*ASSIGNMENT*:
Please copy out every line in the records below that includes the word "PartialEq".

──────── MATERIALS PROVIDED

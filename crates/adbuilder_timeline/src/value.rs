// SPDX-License-Identifier: MIT OR Apache-2.0
//! Animatable properties and their values.

use crate::error::TimelineError;
use serde::{Deserialize, Serialize};
use std::fmt;

/// A 2D point in design-space pixels
#[derive(Debug, Clone, Copy, PartialEq, Default, Serialize, Deserialize)]
pub struct Point {
    /// Horizontal coordinate
    pub x: f64,
    /// Vertical coordinate
    pub y: f64,
}

impl Point {
    /// Create a point
    pub fn new(x: f64, y: f64) -> Self {
        Self { x, y }
    }
}

/// Shape of the value a property carries
#[derive(Debug, Clone, Copy, PartialEq, Eq)]
pub enum ValueShape {
    /// A single number
    Scalar,
    /// An `{x, y}` pair
    Point,
}

impl fmt::Display for ValueShape {
    fn fmt(&self, f: &mut fmt::Formatter<'_>) -> fmt::Result {
        match self {
            ValueShape::Scalar => f.write_str("scalar"),
            ValueShape::Point => f.write_str("point"),
        }
    }
}

/// Animatable element property
#[derive(Debug, Clone, Copy, PartialEq, Eq, Hash, PartialOrd, Ord, Serialize, Deserialize)]
#[serde(rename_all = "lowercase")]
pub enum AnimationProperty {
    /// Top-left corner, `{x, y}`
    Position,
    /// Width in pixels
    Width,
    /// Height in pixels
    Height,
    /// Rotation in degrees
    Rotation,
    /// Opacity, nominally 0..1
    Opacity,
    /// Uniform size multiplier, not stored on the element
    Scale,
}

impl AnimationProperty {
    /// All properties in timeline row order
    pub const ALL: [AnimationProperty; 6] = [
        AnimationProperty::Position,
        AnimationProperty::Width,
        AnimationProperty::Height,
        AnimationProperty::Rotation,
        AnimationProperty::Opacity,
        AnimationProperty::Scale,
    ];

    /// Value shape required by this property
    pub fn shape(&self) -> ValueShape {
        match self {
            AnimationProperty::Position => ValueShape::Point,
            _ => ValueShape::Scalar,
        }
    }

    /// Wire/display name
    pub fn name(&self) -> &'static str {
        match self {
            AnimationProperty::Position => "position",
            AnimationProperty::Width => "width",
            AnimationProperty::Height => "height",
            AnimationProperty::Rotation => "rotation",
            AnimationProperty::Opacity => "opacity",
            AnimationProperty::Scale => "scale",
        }
    }

    /// Parse a wire name
    pub fn from_name(name: &str) -> Option<Self> {
        Self::ALL.into_iter().find(|p| p.name() == name)
    }

    /// Marker color used by the timeline panel
    pub fn color(&self) -> [u8; 3] {
        match self {
            AnimationProperty::Position => [239, 68, 68],
            AnimationProperty::Width => [59, 130, 246],
            AnimationProperty::Height => [168, 85, 247],
            AnimationProperty::Rotation => [234, 179, 8],
            AnimationProperty::Opacity => [107, 114, 128],
            AnimationProperty::Scale => [236, 72, 153],
        }
    }
}

impl fmt::Display for AnimationProperty {
    fn fmt(&self, f: &mut fmt::Formatter<'_>) -> fmt::Result {
        f.write_str(self.name())
    }
}

/// Untyped keyframe value as it appears on the wire: a number or `{x, y}`
#[derive(Debug, Clone, Copy, PartialEq, Serialize, Deserialize)]
#[serde(untagged)]
pub enum AnimationValue {
    /// Scalar value
    Scalar(f64),
    /// Point value
    Point(Point),
}

impl AnimationValue {
    /// Shape of this value
    pub fn shape(&self) -> ValueShape {
        match self {
            AnimationValue::Scalar(_) => ValueShape::Scalar,
            AnimationValue::Point(_) => ValueShape::Point,
        }
    }

    /// Get as scalar if possible
    pub fn as_scalar(&self) -> Option<f64> {
        match self {
            AnimationValue::Scalar(v) => Some(*v),
            AnimationValue::Point(_) => None,
        }
    }

    /// Get as point if possible
    pub fn as_point(&self) -> Option<Point> {
        match self {
            AnimationValue::Point(p) => Some(*p),
            AnimationValue::Scalar(_) => None,
        }
    }
}

impl From<f64> for AnimationValue {
    fn from(value: f64) -> Self {
        AnimationValue::Scalar(value)
    }
}

impl From<Point> for AnimationValue {
    fn from(value: Point) -> Self {
        AnimationValue::Point(value)
    }
}

/// A value bound to its property.
///
/// The variant names the property, so a point can never be attached to a
/// scalar property or the other way round.
#[derive(Debug, Clone, Copy, PartialEq)]
pub enum PropertyValue {
    /// Position value
    Position(Point),
    /// Width value
    Width(f64),
    /// Height value
    Height(f64),
    /// Rotation value (degrees)
    Rotation(f64),
    /// Opacity value
    Opacity(f64),
    /// Scale multiplier
    Scale(f64),
}

impl PropertyValue {
    /// Bind an untyped value to a property, rejecting shape mismatches
    pub fn new(property: AnimationProperty, value: AnimationValue) -> Result<Self, TimelineError> {
        let malformed = || TimelineError::MalformedValue {
            property,
            expected: property.shape(),
        };
        Ok(match property {
            AnimationProperty::Position => Self::Position(value.as_point().ok_or_else(malformed)?),
            AnimationProperty::Width => Self::Width(value.as_scalar().ok_or_else(malformed)?),
            AnimationProperty::Height => Self::Height(value.as_scalar().ok_or_else(malformed)?),
            AnimationProperty::Rotation => Self::Rotation(value.as_scalar().ok_or_else(malformed)?),
            AnimationProperty::Opacity => Self::Opacity(value.as_scalar().ok_or_else(malformed)?),
            AnimationProperty::Scale => Self::Scale(value.as_scalar().ok_or_else(malformed)?),
        })
    }

    /// Property this value belongs to
    pub fn property(&self) -> AnimationProperty {
        match self {
            Self::Position(_) => AnimationProperty::Position,
            Self::Width(_) => AnimationProperty::Width,
            Self::Height(_) => AnimationProperty::Height,
            Self::Rotation(_) => AnimationProperty::Rotation,
            Self::Opacity(_) => AnimationProperty::Opacity,
            Self::Scale(_) => AnimationProperty::Scale,
        }
    }

    /// Untyped wire form
    pub fn value(&self) -> AnimationValue {
        match *self {
            Self::Position(p) => AnimationValue::Point(p),
            Self::Width(v) | Self::Height(v) | Self::Rotation(v) | Self::Opacity(v) | Self::Scale(v) => {
                AnimationValue::Scalar(v)
            }
        }
    }

    /// Scalar payload, `None` for position
    pub fn as_scalar(&self) -> Option<f64> {
        self.value().as_scalar()
    }

    /// Interpolate towards `other` by an already-eased progress.
    ///
    /// `other` must belong to the same property; if it does not, `self` is
    /// returned unchanged.
    pub fn lerp(&self, other: &PropertyValue, progress: f64) -> PropertyValue {
        let mix = |a: f64, b: f64| a + (b - a) * progress;
        match (*self, *other) {
            (Self::Position(a), Self::Position(b)) => {
                Self::Position(Point::new(mix(a.x, b.x), mix(a.y, b.y)))
            }
            (Self::Width(a), Self::Width(b)) => Self::Width(mix(a, b)),
            (Self::Height(a), Self::Height(b)) => Self::Height(mix(a, b)),
            (Self::Rotation(a), Self::Rotation(b)) => Self::Rotation(mix(a, b)),
            (Self::Opacity(a), Self::Opacity(b)) => Self::Opacity(mix(a, b)),
            (Self::Scale(a), Self::Scale(b)) => Self::Scale(mix(a, b)),
            _ => {
                tracing::warn!(
                    "Refusing to interpolate {} towards {}",
                    self.property(),
                    other.property()
                );
                *self
            }
        }
    }

    /// Largest per-component distance to `other`, infinite for mismatched properties
    pub fn distance(&self, other: &PropertyValue) -> f64 {
        match (self.value(), other.value()) {
            (AnimationValue::Point(a), AnimationValue::Point(b))
                if self.property() == other.property() =>
            {
                (a.x - b.x).abs().max((a.y - b.y).abs())
            }
            (AnimationValue::Scalar(a), AnimationValue::Scalar(b))
                if self.property() == other.property() =>
            {
                (a - b).abs()
            }
            _ => f64::INFINITY,
        }
    }
}

#[cfg(test)]
mod tests {
    use super::*;

    #[test]
    fn test_shape_mismatch_is_rejected() {
        let err = PropertyValue::new(AnimationProperty::Opacity, Point::new(1.0, 2.0).into());
        assert!(matches!(
            err,
            Err(TimelineError::MalformedValue {
                property: AnimationProperty::Opacity,
                expected: ValueShape::Scalar
            })
        ));
        assert!(PropertyValue::new(AnimationProperty::Position, 3.0.into()).is_err());
    }

    #[test]
    fn test_each_property_binds_its_shape() {
        for property in AnimationProperty::ALL {
            let value = match property.shape() {
                ValueShape::Point => AnimationValue::Point(Point::new(4.0, 5.0)),
                ValueShape::Scalar => AnimationValue::Scalar(4.0),
            };
            let bound = PropertyValue::new(property, value).unwrap();
            assert_eq!(bound.property(), property);
            assert_eq!(bound.value(), value);
        }
    }

    #[test]
    fn test_position_lerps_components_independently() {
        let a = PropertyValue::Position(Point::new(0.0, 10.0));
        let b = PropertyValue::Position(Point::new(100.0, 20.0));
        assert_eq!(a.lerp(&b, 0.5), PropertyValue::Position(Point::new(50.0, 15.0)));
    }

    #[test]
    fn test_mismatched_lerp_keeps_self() {
        let a = PropertyValue::Width(10.0);
        let b = PropertyValue::Height(20.0);
        assert_eq!(a.lerp(&b, 0.5), a);
        assert!(a.distance(&b).is_infinite());
    }

    #[test]
    fn test_wire_forms() {
        let point: AnimationValue = serde_json::from_str(r#"{"x":1,"y":2}"#).unwrap();
        assert_eq!(point, AnimationValue::Point(Point::new(1.0, 2.0)));
        let scalar: AnimationValue = serde_json::from_str("0.5").unwrap();
        assert_eq!(scalar, AnimationValue::Scalar(0.5));
        let property: AnimationProperty = serde_json::from_str("\"rotation\"").unwrap();
        assert_eq!(property, AnimationProperty::Rotation);
    }
}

────────────────

*RESULT OF THIS EXERCISE*:
#[derive(Debug, Clone, Copy, PartialEq, Default, Serialize, Deserialize)]
#[derive(Debug, Clone, Copy, PartialEq, Eq)]
#[derive(Debug, Clone, Copy, PartialEq, Eq, Hash, PartialOrd, Ord, Serialize, Deserialize)]
#[derive(Debug, Clone, Copy, PartialEq, Serialize, Deserialize)]
#[derive(Debug, Clone, Copy, PartialEq)]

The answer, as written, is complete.